Week 8: Worship: A Lifestyle

Worship is the submission of all our nature to God. It is the quickening of conscience by His holiness; the nourishment of mind with His truth; the purifying of imagination by His beauty; the opening of the heart to His love; the surrender of will to His purpose – and all of this gathered up in adoration, the most selfless emotion of which our nature is capable and therefore the chief remedy for that self-centeredness which is our original sin and the source of all actual sin. –William Temple

 Prayer in the midst of any situation does amazing things, including an ego battle. A new friend recently brought me to my knees during worship practice at a local church when she said that we should stop everything we’re doing currently and pray. We needed it.

In a heated moment of argument, leadership clash and tension so thick you could cut it with a knife, the majority of our group stood back as that moment unfolded, hoping that the worst would soon be over. We all wondered how we had gotten here. This was the last place I wanted to be; the last situation I wanted to find myself in. In my silent caution, I felt that I had
failed in bringing God back to the center of this practice when my friend, in boldness, put down her foot and graciously stated that we needed to stop and pray.

The room filled with silence and I literally felt my heart shudder in agreement as His calmness washed over me.

This wasn’t what worship was supposed to be about. It shouldn’t be about our individual agendas, where we think this piece of music would fit or who we think should lead the next song or how it should go. It’s not about who has the best talent or who could possibly be the better leader. It’s not about us.

It’s about God and only Him.

And all too easily, we let our egos get in the way.

I’ve been blessed with the opportunity to assist in the facilitation of worship the last eight years of my life. I didn’t have any idea what I was getting myself into when I walked across a dark college campus to Rotunda D for my first CRU meeting. That brisk fall evening, God thwarted my plans and called me to an eternal daily submission to Him in the form of reverent worship. That night borne a new, deep and vital interest in me; an interest to know my Savior on a deeper, more intimate level and a wonder as to what that would like lived out in my life. I was hungry for worship.
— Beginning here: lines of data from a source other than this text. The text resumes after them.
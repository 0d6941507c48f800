//! Request validation, run before any bus call.

use std::time::Duration;

use crate::Result;
use crate::api::config::WifiConfig;
use crate::api::models::{ConnectionError, ConnectionSecret};

const MAX_SSID_BYTES: usize = 32;
const MIN_PASSPHRASE_LEN: usize = 8;
const MAX_PASSPHRASE_LEN: usize = 63;
const RAW_PSK_HEX_LEN: usize = 64;

/// An SSID is 1 to 32 arbitrary bytes.
pub(crate) fn validate_ssid(ssid: &str) -> Result<()> {
    if ssid.is_empty() {
        return Err(ConnectionError::InvalidSsid("SSID is empty".into()));
    }
    if ssid.len() > MAX_SSID_BYTES {
        return Err(ConnectionError::InvalidSsid(format!(
            "'{ssid}' is {} bytes, at most {MAX_SSID_BYTES} allowed",
            ssid.len()
        )));
    }
    Ok(())
}

/// WPA passphrase: 8-63 ASCII characters, or a raw 64-digit hex key.
pub(crate) fn validate_passphrase(psk: &str) -> Result<()> {
    if psk.len() == RAW_PSK_HEX_LEN {
        return if psk.chars().all(|c| c.is_ascii_hexdigit()) {
            Ok(())
        } else {
            Err(ConnectionError::InvalidPassphrase(
                "64-character keys must be hexadecimal".into(),
            ))
        };
    }

    if !psk.is_ascii() {
        return Err(ConnectionError::InvalidPassphrase(
            "passphrase must be ASCII".into(),
        ));
    }

    if !(MIN_PASSPHRASE_LEN..=MAX_PASSPHRASE_LEN).contains(&psk.len()) {
        return Err(ConnectionError::InvalidPassphrase(format!(
            "length {} is outside {MIN_PASSPHRASE_LEN}..={MAX_PASSPHRASE_LEN}",
            psk.len()
        )));
    }

    Ok(())
}

/// Checks the variant-specific invariants of a secret.
pub(crate) fn validate_secret(secret: &ConnectionSecret) -> Result<()> {
    match secret {
        ConnectionSecret::Open { confirmed: true } => Ok(()),
        ConnectionSecret::Open { confirmed: false } => Err(ConnectionError::InvalidSecret),
        ConnectionSecret::Passphrase { psk } => validate_passphrase(psk),
        ConnectionSecret::Enterprise(eap) if eap.identity.is_empty() => {
            Err(ConnectionError::InvalidSecret)
        }
        ConnectionSecret::Enterprise(_) => Ok(()),
    }
}

/// Resolves the effective scan deadline: zero means the configured default.
pub(crate) fn scan_deadline(requested: Duration, config: &WifiConfig) -> Result<Duration> {
    if requested.is_zero() {
        return Ok(config.scan_default);
    }
    if requested > config.scan_cap {
        return Err(ConnectionError::InvalidScanDuration {
            requested,
            cap: config.scan_cap,
        });
    }
    Ok(requested)
}
use clap::Parser;
use tracing_subscriber::{EnvFilter, layer::SubscriberExt, util::SubscriberInitExt};

use netlab_cli::Cli;

#[tokio::main]
async fn main() -> anyhow::Result<()> {
    let cli = Cli::parse();

    let default_level = if cli.verbose { "debug" } else { "info" };
    tracing_subscriber::registry()
        .with(EnvFilter::try_from_default_env().unwrap_or_else(|_| EnvFilter::new(default_level)))
        .with(tracing_subscriber::fmt::layer().with_target(false))
        .init();

    netlab_cli::run(cli).await
}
In the years since, I’ve learned a lot about what it means to truly worship and through it, God has molded into the woman I currently am. While I cannot go into depth and detail now on all that I’ve learned as it would take quite some time to get through it all, I would like to touch on a few things.

Worship comes in many forms: praise/singing, prayer, giving, serving, living…and so on. I’ve discovered that real, authentic worship is only lived out when a life is changed or transformed. Worship accomplishes this if the person doing these acts isn’t simply going through the motions just so they can check something off their to-do lists. It’s hard to change focus in our American can-do culture. God requires surrender and He asks that we give Him three things: body, mind and will.

God asks for my body. The body of a Christian is the temple of God (1 Corinthians 6:19-20) and is to be used as a tool by God (Romans 6:13). According to Warren Wiersbe, author of Real Worship, “worship must not stop with a personal mystical experience. It must lead to a practical ministry experience, what we do with our bodies brings help to others and honor to God.”

God asks for my mind.  Worship also involves discernment. One author states “all Christian worship, public and private, should be an intelligent response to God’s self-revelation in his words and those recorded in Scripture” (Dr. John Stott). The Word of God comes with the power to renew and transform us.

God asks for my will. Christianity is centered on the will and not feelings. Christian love isn’t primarily a feeling; it’s an act of the will. It’s what we do, not how we feel.

Worship is about being in awe of the One who created me and what He did for me…not what I can do for Him. Without that wonder, I become a slave. With it, I am free. I am able to live in such a way that transforms everything I experience while I am being transformed by the only One who can transform. This realization then posed the question that if God is infinite,
how can I even express my praise in words as I am severely limited in comparison? After much prayer and study of scripture, I’ve since learned that in God giving Himself in human form crossed that bridge. He expressed divine thoughts in a language that we can understand.

God has taught me a great deal about submission. Being the oldest of four, I naturally want to lead. During the last several years, I’ve had the privilege to be on a several different worship teams – through CRU, my home church and Oasis, the latter having changed leadership several times. Yes, God calls us to submit to Him. But I’ve discovered that not only must I submit
to Him, but I need to submit to the worship leader and following his/her lead.

It’s not enough to sing on Sunday morning “This is my Father’s world” and then live the rest of the week as though I am in charge. I’ve come to understand what it means to live my life in such a way that exalts Him daily, not just on Sundays or at weekend services. It occurs daily. Worship is a lifestyle. He’s tested me and molded my gifts into what they are currently.
Now that I think about it, He’s still testing and molding me…all the time. I have found joy in the fact that this won’t end until I breathe my last in this world. It’s a humble place to be.

To be transformed, we have to spend time with that person or thing that has the power to influence you. God has more than enough of that power. Worship requires that we hang out with God. Are you willing to set aside your differences, your agenda, to do that?

I do not worship Him because of what He
will do for me, but because of what He is to me.